Following an investigation by the SEC, the investment advisor updated the prospectuses for the ESG funds to include disclosures that revised the definition of “fossil fuels-related activities.” The prospectuses also no longer advised that the investment advisor screened out all companies involved with fossil fuels or tobacco regardless of revenue measures. The prospectuses were further updated to incorporate additional risk factors relating to limitations on information received from vendors.
As a result of these failures, the SEC found that the investment advisor “willfully” violated Sections 206(2) and 206(4) of the Advisers Act and Rules 206(4)-7 and 206(4)-8 promulgated thereunder, and Section 34(b) of the Investment Company Act. According to the SEC, “willfully . . . means no more than that the person charged with the duty knows what he is doing,” but there was no requirement that the actor “also be aware that he is violating one of the Rules or Acts.”
While most Directors & Officers and Errors & Omissions policies exclude coverage for fines and penalties, some of these policies provide coverage for the defense of investigations against entities and subpoenas as well.

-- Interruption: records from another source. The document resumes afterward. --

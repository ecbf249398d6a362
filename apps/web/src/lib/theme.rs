//! Shared Tailwind class constants to keep form and list markup consistent
//! across routes.

pub struct Theme;

impl Theme {
    /// Standard labelled-input styling used by every form field.
    pub const INPUT: &'static str = "bg-gray-50 border border-gray-300 text-gray-900 text-sm rounded-lg focus:ring-blue-500 focus:border-blue-500 block w-full p-2.5 dark:bg-gray-700 dark:border-gray-600 dark:placeholder-gray-400 dark:text-white dark:focus:ring-blue-500 dark:focus:border-blue-500";

    /// Field label above an input.
    pub const LABEL: &'static str =
        "block mb-2 text-sm font-medium text-gray-900 dark:text-white";

    /// Card container for dashboard widgets and form sections.
    pub const CARD: &'static str = "bg-white dark:bg-gray-800 shadow-sm border border-gray-200 dark:border-gray-700 rounded-lg";

    /// Table header cell.
    pub const TH: &'static str = "px-6 py-3 text-left text-xs font-medium text-gray-500 dark:text-gray-400 uppercase tracking-wider";

    /// Muted inline action link.
    pub const LINK: &'static str =
        "text-blue-600 hover:text-blue-800 dark:text-blue-400 dark:hover:text-blue-300";
}
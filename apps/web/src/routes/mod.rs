mod dashboard;
mod journeys;
mod login;
mod not_found;
mod profile;
mod reset_password;
mod set_password;
mod verify_identity;

pub(crate) use dashboard::DashboardPage;
pub(crate) use journeys::{JourneyCreatePage, JourneyEditPage, JourneyListPage};
pub(crate) use login::LoginPage;
pub(crate) use not_found::NotFoundPage;
pub(crate) use profile::ProfilePage;
pub(crate) use reset_password::ResetPasswordPage;
pub(crate) use set_password::SetPasswordPage;
pub(crate) use verify_identity::VerifyIdentityPage;

use crate::features::auth::{ProtectedRoute, PublicRoute};
use leptos::prelude::*;
use leptos_router::components::{Route, Routes};
use leptos_router::path;

/// Route constants shared by navigation chrome and redirects.
pub mod paths {
    pub const LOGIN: &str = "/login";
    pub const DASHBOARD: &str = "/dashboard";
    pub const PROFILE: &str = "/profile";
    pub const JOURNEYS: &str = "/journeys";
    pub const JOURNEY_NEW: &str = "/journeys/new";
    pub const VERIFY_IDENTITY: &str = "/verify-identity";
    pub const SET_PASSWORD: &str = "/set-password";
    pub const RESET_PASSWORD: &str = "/reset-password";

    pub fn journey_edit(id: &str) -> String {
        format!("/journeys/{id}/edit")
    }
}

#[component]
pub fn AppRoutes() -> impl IntoView {
    view! {
        <Routes fallback=|| view! { <NotFoundPage /> }>
            <Route
                path=path!("/")
                view=|| view! { <ProtectedRoute><DashboardPage /></ProtectedRoute> }
            />
            <Route
                path=path!("/dashboard")
                view=|| view! { <ProtectedRoute><DashboardPage /></ProtectedRoute> }
            />
            <Route
                path=path!("/login")
                view=|| view! { <PublicRoute><LoginPage /></PublicRoute> }
            />
            <Route
                path=path!("/verify-identity")
                view=|| view! { <PublicRoute><VerifyIdentityPage /></PublicRoute> }
            />
            <Route
                path=path!("/set-password")
                view=|| view! { <PublicRoute><SetPasswordPage /></PublicRoute> }
            />
            <Route
                path=path!("/reset-password")
                view=|| view! { <PublicRoute><ResetPasswordPage /></PublicRoute> }
            />
            <Route
                path=path!("/profile")
                view=|| view! { <ProtectedRoute><ProfilePage /></ProtectedRoute> }
            />
            <Route
                path=path!("/journeys")
                view=|| view! { <ProtectedRoute><JourneyListPage /></ProtectedRoute> }
            />
            <Route
                path=path!("/journeys/new")
                view=|| view! { <ProtectedRoute><JourneyCreatePage /></ProtectedRoute> }
            />
            <Route
                path=path!("/journeys/:id/edit")
                view=|| view! { <ProtectedRoute><JourneyEditPage /></ProtectedRoute> }
            />
            <Route path=path!("/*any") view=NotFoundPage />
        </Routes>
    }
}
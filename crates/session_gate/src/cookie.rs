//! Cookie-string parsing for the anti-forgery token. The browser exposes
//! cookies as a single `name=value; name2=value2` string.

/// Returns the first value for `name` in a `document.cookie` string.
pub fn cookie_value(cookies: &str, name: &str) -> Option<String> {
    cookies
        .split(';')
        .filter_map(|pair| {
            let (key, value) = pair.trim().split_once('=')?;
            (key == name).then(|| value.to_string())
        })
        .next()
}

#[cfg(test)]
mod tests {
    use super::cookie_value;

    #[test]
    fn finds_cookie_among_others() {
        let cookies = "theme=dark; csrftoken=Zx9aQ; sessionid=ignored";
        assert_eq!(cookie_value(cookies, "csrftoken").as_deref(), Some("Zx9aQ"));
    }

    #[test]
    fn returns_none_when_absent_or_empty() {
        assert_eq!(cookie_value("", "csrftoken"), None);
        assert_eq!(cookie_value("theme=dark", "csrftoken"), None);
    }

    #[test]
    fn does_not_match_name_prefixes() {
        let cookies = "xcsrftoken=wrong; csrftoken=right";
        assert_eq!(cookie_value(cookies, "csrftoken").as_deref(), Some("right"));
    }

    #[test]
    fn keeps_equals_signs_inside_the_value() {
        let cookies = "csrftoken=a=b=c";
        assert_eq!(cookie_value(cookies, "csrftoken").as_deref(), Some("a=b=c"));
    }
}
//! Client helpers for the journey-template endpoints. Paths stay centralized
//! here; the backend enforces authorization.

use crate::app_lib::{api, AppError};
use journey_forms::{JourneyKind, JourneyTemplate, TemplatePayload};

const TEMPLATES_PATH: &str = "/api/boarding/templates/";
const DEPARTMENTS_PATH: &str = "/api/boarding/templates/departments/";
const BUSINESS_UNITS_PATH: &str = "/api/boarding/templates/business_units/";

/// Fetches journey templates, optionally restricted to one journey type.
pub async fn list_templates(kind: Option<JourneyKind>) -> Result<Vec<JourneyTemplate>, AppError> {
    match kind {
        Some(kind) => {
            let path = format!("{TEMPLATES_PATH}?journey_type={}", kind.as_query_value());
            api::get_json(&path).await
        }
        None => api::get_json(TEMPLATES_PATH).await,
    }
}

/// Fetches one template by id after basic input validation.
pub async fn get_template(id: &str) -> Result<JourneyTemplate, AppError> {
    let trimmed = id.trim();
    if trimmed.is_empty() {
        return Err(AppError::Config("Template id is required.".to_string()));
    }

    api::get_json(&format!("{TEMPLATES_PATH}{trimmed}/")).await
}

pub async fn create_template(payload: &TemplatePayload) -> Result<JourneyTemplate, AppError> {
    api::post_json(TEMPLATES_PATH, payload).await
}

pub async fn update_template(
    id: &str,
    payload: &TemplatePayload,
) -> Result<JourneyTemplate, AppError> {
    let trimmed = id.trim();
    if trimmed.is_empty() {
        return Err(AppError::Config("Template id is required.".to_string()));
    }

    api::put_json(&format!("{TEMPLATES_PATH}{trimmed}/"), payload).await
}

pub async fn delete_template(id: &str) -> Result<(), AppError> {
    let trimmed = id.trim();
    if trimmed.is_empty() {
        return Err(AppError::Config("Template id is required.".to_string()));
    }

    api::delete_resource(&format!("{TEMPLATES_PATH}{trimmed}/")).await
}

/// Department options for the template form selects.
pub async fn departments() -> Result<Vec<String>, AppError> {
    api::get_json(DEPARTMENTS_PATH).await
}

/// Business-unit options for the template form selects.
pub async fn business_units() -> Result<Vec<String>, AppError> {
    api::get_json(BUSINESS_UNITS_PATH).await
}
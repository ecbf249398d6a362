//! Chrome for authenticated screens: sidebar, top bar, and the content
//! container. Navigation is client-side only; the backend enforces access
//! control on every request.

use crate::components::layout::{Sidebar, TopBar};
use crate::components::SearchModal;
use leptos::prelude::*;

/// Wraps authenticated routes with navigation chrome.
#[component]
pub fn AppShell(children: Children) -> impl IntoView {
    let (search_open, set_search_open) = signal(false);

    view! {
        <div class="min-h-screen flex bg-gray-50 dark:bg-gray-950">
            <Sidebar />
            <div class="flex-1 flex flex-col min-w-0">
                <TopBar on_search=Callback::new(move |()| set_search_open.set(true)) />
                <main class="flex-1 overflow-y-auto">
                    <div class="container mx-auto p-6">{children()}</div>
                </main>
            </div>
            <SearchModal
                open=search_open
                on_close=Callback::new(move |()| set_search_open.set(false))
            />
        </div>
    }
}
//! One-screen password-reset variant for direct navigation: username,
//! current password, and the new password pair on a single form. Terminal
//! behavior matches the interstitial — success clears any stash and returns
//! to the login screen after a short delay.

use crate::app_lib::config::AppConfig;
use crate::app_lib::theme::Theme;
use crate::components::{Alert, AlertKind, AuthCard, Button, Spinner};
use crate::features::auth::{client, storage};
use crate::routes::paths;
use gloo_timers::callback::Timeout;
use leptos::ev::SubmitEvent;
use leptos::prelude::*;
use leptos_router::components::A;
use leptos_router::hooks::use_navigate;
use session_gate::PasswordPolicy;

const REDIRECT_DELAY_MS: u32 = 2_000;

#[derive(Clone)]
struct ResetInput {
    username: String,
    current_password: String,
    new_password: String,
}

#[component]
pub fn ResetPasswordPage() -> impl IntoView {
    let navigate = use_navigate();
    let (username, set_username) = signal(String::new());
    let (current_password, set_current_password) = signal(String::new());
    let (new_password, set_new_password) = signal(String::new());
    let (confirm_password, set_confirm_password) = signal(String::new());
    let (error, set_error) = signal::<Option<String>>(None);
    let (success, set_success) = signal(false);

    let reset_action = Action::new_local(move |input: &ResetInput| {
        let input = input.clone();
        async move {
            client::reset_password(
                &input.username,
                &input.current_password,
                &input.new_password,
            )
            .await
        }
    });

    Effect::new(move |_| {
        if let Some(result) = reset_action.value().get() {
            match result {
                Ok(()) => {
                    storage::pending_reset_store().clear();
                    set_success.set(true);
                    let navigate_done = navigate.clone();
                    Timeout::new(REDIRECT_DELAY_MS, move || {
                        navigate_done(paths::LOGIN, Default::default());
                    })
                    .forget();
                }
                Err(err) => set_error.set(Some(err.to_string())),
            }
        }
    });

    let on_submit = move |event: SubmitEvent| {
        event.prevent_default();
        set_error.set(None);

        let username_value = username.get_untracked().trim().to_string();
        let current_value = current_password.get_untracked();
        if username_value.is_empty() || current_value.is_empty() {
            set_error.set(Some(
                "Username and current password are required.".to_string(),
            ));
            return;
        }

        let policy = PasswordPolicy {
            min_length: AppConfig::load().password_min_length,
        };
        let new_value = new_password.get_untracked();
        if let Err(err) = policy.validate_new(&new_value, &confirm_password.get_untracked()) {
            set_error.set(Some(err.to_string()));
            return;
        }

        reset_action.dispatch(ResetInput {
            username: username_value,
            current_password: current_value,
            new_password: new_value,
        });
    };

    let busy = Signal::derive(move || reset_action.pending().get() || success.get());

    view! {
        <AuthCard
            title="Change your password"
            subtitle="Verify your current credentials and choose a new password"
        >
            <form on:submit=on_submit>
                <div class="mb-5">
                    <label class=Theme::LABEL for="username">"Username"</label>
                    <input
                        id="username"
                        type="text"
                        class=Theme::INPUT
                        autocomplete="username"
                        required
                        disabled=move || busy.get()
                        on:input=move |event| set_username.set(event_target_value(&event))
                    />
                </div>
                <div class="mb-5">
                    <label class=Theme::LABEL for="current-password">"Current password"</label>
                    <input
                        id="current-password"
                        type="password"
                        class=Theme::INPUT
                        autocomplete="current-password"
                        required
                        disabled=move || busy.get()
                        on:input=move |event| {
                            set_current_password.set(event_target_value(&event))
                        }
                    />
                </div>
                <div class="mb-5">
                    <label class=Theme::LABEL for="new-password">"New password"</label>
                    <input
                        id="new-password"
                        type="password"
                        class=Theme::INPUT
                        autocomplete="new-password"
                        required
                        disabled=move || busy.get()
                        on:input=move |event| set_new_password.set(event_target_value(&event))
                    />
                </div>
                <div class="mb-5">
                    <label class=Theme::LABEL for="confirm-password">"Confirm new password"</label>
                    <input
                        id="confirm-password"
                        type="password"
                        class=Theme::INPUT
                        autocomplete="new-password"
                        required
                        disabled=move || busy.get()
                        on:input=move |event| {
                            set_confirm_password.set(event_target_value(&event))
                        }
                    />
                </div>
                <Button button_type="submit" disabled=busy>
                    "Change password"
                </Button>
                {move || {
                    reset_action
                        .pending()
                        .get()
                        .then_some(view! { <div class="mt-4"><Spinner /></div> })
                }}
                {move || {
                    success
                        .get()
                        .then_some(
                            view! {
                                <div class="mt-4">
                                    <Alert
                                        kind=AlertKind::Success
                                        message="Password updated. Redirecting to sign-in..."
                                            .to_string()
                                    />
                                </div>
                            },
                        )
                }}
                {move || {
                    error
                        .get()
                        .map(|message| {
                            view! {
                                <div class="mt-4">
                                    <Alert kind=AlertKind::Error message=message />
                                </div>
                            }
                        })
                }}
            </form>
            <div class="mt-6 text-center text-sm">
                <A href=paths::LOGIN {..} class=Theme::LINK>
                    "Back to sign in"
                </A>
            </div>
        </AuthCard>
    }
}
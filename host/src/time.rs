//! Trusted time.
//!
//! Attestation timestamps come from an authenticated time service, never
//! from the host's wall clock: the host is outside the trust boundary and
//! could skew freshness checks at will.

use async_trait::async_trait;
use serde::Deserialize;
use tracing::debug;

use crate::error::HostError;

#[async_trait]
pub trait TimeSource: Send + Sync {
    /// Current time as unsigned unix seconds.
    async fn unix_now(&self) -> Result<u64, HostError>;
}

#[derive(Debug, Deserialize)]
struct TimeServiceResponse {
    /// Midpoint of the service's signed time interval, unix seconds.
    midpoint: u64,
    #[serde(default)]
    radius: u64,
}

/// Client for a roughtime-class HTTP gateway.
pub struct AuthenticatedTimeClient {
    client: reqwest::Client,
    url: String,
}

impl AuthenticatedTimeClient {
    pub fn new(client: reqwest::Client, url: impl Into<String>) -> Self {
        Self { client, url: url.into() }
    }
}

#[async_trait]
impl TimeSource for AuthenticatedTimeClient {
    async fn unix_now(&self) -> Result<u64, HostError> {
        let response = self
            .client
            .get(&self.url)
            .send()
            .await
            .map_err(|e| HostError::TrustedTime(e.to_string()))?;
        if !response.status().is_success() {
            return Err(HostError::TrustedTime(format!(
                "time service returned status {}",
                response.status().as_u16()
            )));
        }
        let time: TimeServiceResponse = response
            .json()
            .await
            .map_err(|e| HostError::TrustedTime(e.to_string()))?;
        debug!(midpoint = time.midpoint, radius = time.radius, "trusted time acquired");
        Ok(time.midpoint)
    }
}

/// Pinned time for tests.
#[cfg(test)]
pub struct FixedTime(pub u64);

#[cfg(test)]
#[async_trait]
impl TimeSource for FixedTime {
    async fn unix_now(&self) -> Result<u64, HostError> {
        Ok(self.0)
    }
}
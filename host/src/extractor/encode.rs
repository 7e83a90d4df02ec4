//! Normalization of the selected value under the caller's encoding options.

use std::str::FromStr;

use notary_lib::proof_data::{EncodingOptions, EncodingValue};
use num_bigint::BigInt;

use crate::error::HostError;
use crate::rational::{format_truncated, parse_decimal};

/// Largest accepted `precision`.
pub const MAX_PRECISION: u8 = 12;

/// Normalize `raw` under `options`.
///
/// `int` accepts a decimal integer of any magnitude and canonicalizes it;
/// `float` parses a rational and truncates (never rounds) to exactly
/// `precision` fractional digits; `string` passes through unchanged.
pub fn apply_encoding(raw: &str, options: &EncodingOptions) -> Result<String, HostError> {
    if options.precision > MAX_PRECISION {
        return Err(HostError::InvalidEncodingOption(format!(
            "precision {} is over the maximum of {MAX_PRECISION}",
            options.precision
        )));
    }
    match options.value {
        EncodingValue::String => Ok(raw.to_string()),
        EncodingValue::Int => BigInt::from_str(raw.trim())
            .map(|value| value.to_string())
            .map_err(|_| HostError::InvalidRationalNumber(raw.to_string())),
        EncodingValue::Float => {
            let value = parse_decimal(raw)
                .ok_or_else(|| HostError::InvalidRationalNumber(raw.to_string()))?;
            Ok(format_truncated(&value, options.precision as usize))
        }
    }
}

#[cfg(test)]
mod tests {
    use super::*;
    use rstest::rstest;

    fn options(value: EncodingValue, precision: u8) -> EncodingOptions {
        EncodingOptions { value, precision }
    }

    #[rstest]
    #[case("50000.00", 6, "50000.000000")]
    #[case("1.9999", 2, "1.99")]
    #[case("-0.5", 3, "-0.500")]
    #[case("42", 0, "42")]
    fn float_truncates_to_exact_precision(
        #[case] raw: &str,
        #[case] precision: u8,
        #[case] expected: &str,
    ) {
        assert_eq!(
            apply_encoding(raw, &options(EncodingValue::Float, precision)).unwrap(),
            expected
        );
    }

    #[test]
    fn int_canonicalizes_arbitrary_magnitudes() {
        let big = "123456789012345678901234567890123456789";
        assert_eq!(apply_encoding(big, &options(EncodingValue::Int, 0)).unwrap(), big);
        assert_eq!(apply_encoding("0007", &options(EncodingValue::Int, 0)).unwrap(), "7");
        assert_eq!(apply_encoding("-0", &options(EncodingValue::Int, 0)).unwrap(), "0");
    }

    #[test]
    fn int_rejects_non_integers() {
        assert!(matches!(
            apply_encoding("1.5", &options(EncodingValue::Int, 0)),
            Err(HostError::InvalidRationalNumber(_))
        ));
        assert!(matches!(
            apply_encoding("BTC", &options(EncodingValue::Int, 0)),
            Err(HostError::InvalidRationalNumber(_))
        ));
    }

    #[test]
    fn float_rejects_non_numbers() {
        assert!(matches!(
            apply_encoding("fifty", &options(EncodingValue::Float, 2)),
            Err(HostError::InvalidRationalNumber(_))
        ));
    }

    #[test]
    fn string_passes_through() {
        assert_eq!(
            apply_encoding("BTC", &options(EncodingValue::String, 0)).unwrap(),
            "BTC"
        );
    }

    #[test]
    fn excessive_precision_is_rejected() {
        assert!(matches!(
            apply_encoding("1", &options(EncodingValue::Float, 13)),
            Err(HostError::InvalidEncodingOption(_))
        ));
    }
}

These policies also typically contain conduct exclusions that bar coverage for willful misconduct and/or violations of law, which must be reviewed carefully to determine their applicability.
The SEC released its examination priorities for Fiscal Year 2025 highlighting amendments to Form PF and Regulation S-P Rules, Cybersecurity, and Crypto Assets.
The SEC plans to focus on investor protections through new SEC rules affecting Form PF and Regulation S-P, under the Investment Advisers Act of 1940. Advisers to private funds remain a significant portion of the SEC-registered investment adviser (“RAIs”) population. The SEC will look to ensure disclosures are consistent with actual practices and compliance with the amendments to Form PF, including (i) quarterly event reports for adviser-led secondary transactions, the removal of a fund’s general partner, and an investor election to terminate a fund or an investment period; (ii) for large hedge fund advisers, reports detailing certain adverse events within 72 hours; and (iii) for large private equity fund advisers, a new section of Form PF detailing certain adverse events.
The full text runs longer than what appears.